◆ What is being asked
Reproduce word for word, from the entries below, the line with "the poll loop.", the line with "pub const BUSY_LABEL: &str", and every line between them, and nothing more.

╭─ Material for this exercise

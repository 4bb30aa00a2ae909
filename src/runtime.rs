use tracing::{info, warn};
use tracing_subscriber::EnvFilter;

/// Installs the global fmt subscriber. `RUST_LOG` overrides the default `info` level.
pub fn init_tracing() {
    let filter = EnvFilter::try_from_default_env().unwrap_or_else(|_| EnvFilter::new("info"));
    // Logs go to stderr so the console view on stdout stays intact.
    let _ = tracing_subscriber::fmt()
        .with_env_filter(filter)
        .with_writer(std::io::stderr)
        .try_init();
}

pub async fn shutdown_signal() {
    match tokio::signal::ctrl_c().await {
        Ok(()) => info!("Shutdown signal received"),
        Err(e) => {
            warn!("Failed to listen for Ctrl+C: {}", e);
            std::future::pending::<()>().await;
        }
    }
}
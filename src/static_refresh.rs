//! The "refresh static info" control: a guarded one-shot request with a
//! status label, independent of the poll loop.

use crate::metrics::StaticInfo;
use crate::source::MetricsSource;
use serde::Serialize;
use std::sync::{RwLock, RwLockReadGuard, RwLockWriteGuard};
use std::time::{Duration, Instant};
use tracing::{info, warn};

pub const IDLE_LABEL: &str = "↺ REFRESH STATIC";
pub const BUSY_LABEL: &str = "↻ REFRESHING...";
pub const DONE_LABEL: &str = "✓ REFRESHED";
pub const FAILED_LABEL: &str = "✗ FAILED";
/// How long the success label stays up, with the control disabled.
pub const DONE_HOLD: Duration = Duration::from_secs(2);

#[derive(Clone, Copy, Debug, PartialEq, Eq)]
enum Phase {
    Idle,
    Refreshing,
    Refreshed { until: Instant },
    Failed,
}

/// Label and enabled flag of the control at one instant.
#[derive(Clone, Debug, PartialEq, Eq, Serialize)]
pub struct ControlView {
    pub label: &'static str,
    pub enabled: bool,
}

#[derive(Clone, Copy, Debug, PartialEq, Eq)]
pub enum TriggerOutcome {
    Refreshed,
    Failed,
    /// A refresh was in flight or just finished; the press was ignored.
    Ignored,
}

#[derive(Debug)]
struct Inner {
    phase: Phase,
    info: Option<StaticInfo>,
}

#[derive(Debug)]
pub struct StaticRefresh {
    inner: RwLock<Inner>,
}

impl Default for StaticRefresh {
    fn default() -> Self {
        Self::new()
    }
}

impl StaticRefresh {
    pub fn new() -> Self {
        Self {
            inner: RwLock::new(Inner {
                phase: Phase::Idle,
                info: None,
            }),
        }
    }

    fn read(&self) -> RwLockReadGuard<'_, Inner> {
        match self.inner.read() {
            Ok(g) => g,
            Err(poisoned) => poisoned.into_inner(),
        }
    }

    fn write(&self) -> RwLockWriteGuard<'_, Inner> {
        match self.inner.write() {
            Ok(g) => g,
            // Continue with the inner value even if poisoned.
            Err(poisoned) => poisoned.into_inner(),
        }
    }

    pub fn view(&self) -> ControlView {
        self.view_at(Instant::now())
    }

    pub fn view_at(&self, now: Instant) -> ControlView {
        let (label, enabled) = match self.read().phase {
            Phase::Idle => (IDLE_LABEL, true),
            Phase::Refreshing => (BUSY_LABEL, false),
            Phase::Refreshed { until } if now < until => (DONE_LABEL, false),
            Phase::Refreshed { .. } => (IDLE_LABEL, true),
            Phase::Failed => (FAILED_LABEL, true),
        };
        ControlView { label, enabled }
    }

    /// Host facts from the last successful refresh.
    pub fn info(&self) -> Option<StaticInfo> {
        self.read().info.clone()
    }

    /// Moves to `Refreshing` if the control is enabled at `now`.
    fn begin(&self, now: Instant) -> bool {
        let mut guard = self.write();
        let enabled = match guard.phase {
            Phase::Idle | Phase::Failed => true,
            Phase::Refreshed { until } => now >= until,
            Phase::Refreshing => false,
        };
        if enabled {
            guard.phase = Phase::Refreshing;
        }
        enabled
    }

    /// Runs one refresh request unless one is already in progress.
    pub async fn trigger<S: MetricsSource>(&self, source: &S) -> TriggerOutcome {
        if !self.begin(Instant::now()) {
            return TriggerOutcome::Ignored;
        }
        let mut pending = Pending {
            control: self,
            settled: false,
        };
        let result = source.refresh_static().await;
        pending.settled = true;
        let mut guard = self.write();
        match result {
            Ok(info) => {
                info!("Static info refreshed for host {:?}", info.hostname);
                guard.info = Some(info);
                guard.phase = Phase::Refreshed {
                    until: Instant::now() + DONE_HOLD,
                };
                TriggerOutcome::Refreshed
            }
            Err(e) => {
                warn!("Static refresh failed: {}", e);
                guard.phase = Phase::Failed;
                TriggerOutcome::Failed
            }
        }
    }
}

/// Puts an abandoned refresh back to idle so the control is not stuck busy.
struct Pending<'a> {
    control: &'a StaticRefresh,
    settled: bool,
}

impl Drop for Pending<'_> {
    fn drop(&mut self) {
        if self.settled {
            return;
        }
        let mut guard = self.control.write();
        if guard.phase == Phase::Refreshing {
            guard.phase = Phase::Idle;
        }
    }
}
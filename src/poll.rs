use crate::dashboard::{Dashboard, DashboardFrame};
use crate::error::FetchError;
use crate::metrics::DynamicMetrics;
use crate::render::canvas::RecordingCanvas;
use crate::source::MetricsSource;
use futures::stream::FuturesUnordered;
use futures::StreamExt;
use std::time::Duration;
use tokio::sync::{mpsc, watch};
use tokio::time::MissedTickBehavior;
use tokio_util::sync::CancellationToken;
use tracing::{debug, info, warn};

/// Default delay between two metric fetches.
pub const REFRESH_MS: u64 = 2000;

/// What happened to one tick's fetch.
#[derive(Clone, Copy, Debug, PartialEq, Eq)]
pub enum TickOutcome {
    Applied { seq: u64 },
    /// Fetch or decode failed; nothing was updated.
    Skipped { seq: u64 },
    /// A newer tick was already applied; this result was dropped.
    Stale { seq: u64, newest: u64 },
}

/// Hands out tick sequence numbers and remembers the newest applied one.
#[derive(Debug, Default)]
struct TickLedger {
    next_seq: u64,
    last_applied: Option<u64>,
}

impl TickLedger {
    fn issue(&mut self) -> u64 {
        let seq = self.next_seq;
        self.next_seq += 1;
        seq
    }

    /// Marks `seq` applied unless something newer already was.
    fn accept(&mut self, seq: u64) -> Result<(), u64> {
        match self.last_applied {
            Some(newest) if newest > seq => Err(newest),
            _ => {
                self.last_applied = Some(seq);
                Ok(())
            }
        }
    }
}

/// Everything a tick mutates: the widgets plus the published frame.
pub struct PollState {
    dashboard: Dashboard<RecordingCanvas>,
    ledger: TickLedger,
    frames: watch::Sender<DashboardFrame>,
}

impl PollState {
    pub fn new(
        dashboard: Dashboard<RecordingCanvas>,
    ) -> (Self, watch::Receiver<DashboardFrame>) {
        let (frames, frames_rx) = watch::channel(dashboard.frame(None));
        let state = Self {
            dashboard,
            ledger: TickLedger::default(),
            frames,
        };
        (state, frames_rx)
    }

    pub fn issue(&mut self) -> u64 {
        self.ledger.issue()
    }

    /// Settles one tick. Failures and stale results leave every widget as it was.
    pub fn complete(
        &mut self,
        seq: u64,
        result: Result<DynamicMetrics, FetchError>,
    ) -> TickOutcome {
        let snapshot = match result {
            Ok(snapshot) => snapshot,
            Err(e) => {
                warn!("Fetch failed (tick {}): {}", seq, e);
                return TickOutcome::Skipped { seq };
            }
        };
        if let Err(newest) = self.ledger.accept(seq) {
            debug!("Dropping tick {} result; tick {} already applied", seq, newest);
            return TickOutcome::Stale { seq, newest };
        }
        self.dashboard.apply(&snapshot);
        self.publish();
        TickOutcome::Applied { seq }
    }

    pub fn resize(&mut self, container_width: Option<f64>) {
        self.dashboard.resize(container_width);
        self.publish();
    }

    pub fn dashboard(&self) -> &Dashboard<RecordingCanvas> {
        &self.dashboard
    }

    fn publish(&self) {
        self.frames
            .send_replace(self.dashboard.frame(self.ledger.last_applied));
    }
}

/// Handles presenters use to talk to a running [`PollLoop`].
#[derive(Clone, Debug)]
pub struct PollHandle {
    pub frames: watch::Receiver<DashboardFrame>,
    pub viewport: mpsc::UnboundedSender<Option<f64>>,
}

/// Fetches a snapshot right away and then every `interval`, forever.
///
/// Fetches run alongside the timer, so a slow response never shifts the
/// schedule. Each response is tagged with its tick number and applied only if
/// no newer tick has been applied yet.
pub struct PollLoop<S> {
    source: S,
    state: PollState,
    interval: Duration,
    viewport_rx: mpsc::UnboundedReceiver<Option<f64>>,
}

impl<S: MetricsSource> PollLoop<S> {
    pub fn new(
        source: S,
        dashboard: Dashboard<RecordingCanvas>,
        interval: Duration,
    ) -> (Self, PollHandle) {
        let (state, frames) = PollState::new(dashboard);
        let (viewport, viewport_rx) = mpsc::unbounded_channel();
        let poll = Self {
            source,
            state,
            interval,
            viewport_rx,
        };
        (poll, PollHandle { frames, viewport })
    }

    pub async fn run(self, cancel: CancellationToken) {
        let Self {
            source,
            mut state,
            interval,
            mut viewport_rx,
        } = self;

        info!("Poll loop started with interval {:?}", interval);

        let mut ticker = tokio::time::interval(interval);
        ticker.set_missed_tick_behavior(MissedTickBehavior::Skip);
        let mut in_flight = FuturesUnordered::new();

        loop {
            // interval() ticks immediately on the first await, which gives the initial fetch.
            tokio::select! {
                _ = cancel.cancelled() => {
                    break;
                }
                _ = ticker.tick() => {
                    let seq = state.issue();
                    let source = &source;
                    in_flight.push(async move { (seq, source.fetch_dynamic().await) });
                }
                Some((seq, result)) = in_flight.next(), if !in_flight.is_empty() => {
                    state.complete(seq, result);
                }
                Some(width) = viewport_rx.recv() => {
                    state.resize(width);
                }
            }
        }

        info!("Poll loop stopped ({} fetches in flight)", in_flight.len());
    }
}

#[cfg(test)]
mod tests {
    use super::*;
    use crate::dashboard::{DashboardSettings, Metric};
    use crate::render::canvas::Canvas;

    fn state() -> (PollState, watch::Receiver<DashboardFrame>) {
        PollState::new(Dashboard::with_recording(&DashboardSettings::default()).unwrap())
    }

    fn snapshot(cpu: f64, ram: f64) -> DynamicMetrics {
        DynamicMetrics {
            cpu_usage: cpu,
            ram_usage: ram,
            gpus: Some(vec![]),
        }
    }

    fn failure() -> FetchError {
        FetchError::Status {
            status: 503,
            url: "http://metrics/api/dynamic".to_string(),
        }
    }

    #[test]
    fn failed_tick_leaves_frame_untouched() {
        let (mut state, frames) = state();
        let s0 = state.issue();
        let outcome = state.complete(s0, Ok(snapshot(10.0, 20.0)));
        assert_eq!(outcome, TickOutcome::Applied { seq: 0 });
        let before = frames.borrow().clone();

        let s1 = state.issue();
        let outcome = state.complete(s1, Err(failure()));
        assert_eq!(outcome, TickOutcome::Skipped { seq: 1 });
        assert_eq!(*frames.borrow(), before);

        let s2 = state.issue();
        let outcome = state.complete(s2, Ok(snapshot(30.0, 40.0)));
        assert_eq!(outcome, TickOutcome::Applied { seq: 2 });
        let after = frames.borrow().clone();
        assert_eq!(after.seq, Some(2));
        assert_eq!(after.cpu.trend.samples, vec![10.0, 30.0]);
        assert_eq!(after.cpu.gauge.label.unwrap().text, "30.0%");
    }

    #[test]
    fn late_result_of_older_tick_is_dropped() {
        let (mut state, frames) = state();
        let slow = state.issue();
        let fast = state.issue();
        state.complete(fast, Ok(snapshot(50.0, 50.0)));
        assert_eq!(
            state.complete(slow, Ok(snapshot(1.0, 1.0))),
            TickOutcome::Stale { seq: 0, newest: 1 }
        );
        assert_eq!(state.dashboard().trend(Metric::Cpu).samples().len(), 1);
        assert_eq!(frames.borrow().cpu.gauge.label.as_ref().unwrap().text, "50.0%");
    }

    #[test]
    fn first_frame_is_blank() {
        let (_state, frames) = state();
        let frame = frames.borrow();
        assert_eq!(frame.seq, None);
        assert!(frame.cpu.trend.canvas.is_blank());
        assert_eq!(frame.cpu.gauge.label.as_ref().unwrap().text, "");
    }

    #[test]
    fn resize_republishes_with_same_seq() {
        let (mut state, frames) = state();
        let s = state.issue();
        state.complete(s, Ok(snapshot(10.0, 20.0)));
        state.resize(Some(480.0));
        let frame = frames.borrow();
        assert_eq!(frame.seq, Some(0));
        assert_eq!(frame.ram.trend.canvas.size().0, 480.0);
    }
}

╰─

◆ Written solution
//! status label, independent of the poll loop.

use crate::metrics::StaticInfo;
use crate::source::MetricsSource;
use serde::Serialize;
use std::sync::{RwLock, RwLockReadGuard, RwLockWriteGuard};
use std::time::{Duration, Instant};
use tracing::{info, warn};

pub const IDLE_LABEL: &str = "↺ REFRESH STATIC";
pub const BUSY_LABEL: &str = "↻ REFRESHING...";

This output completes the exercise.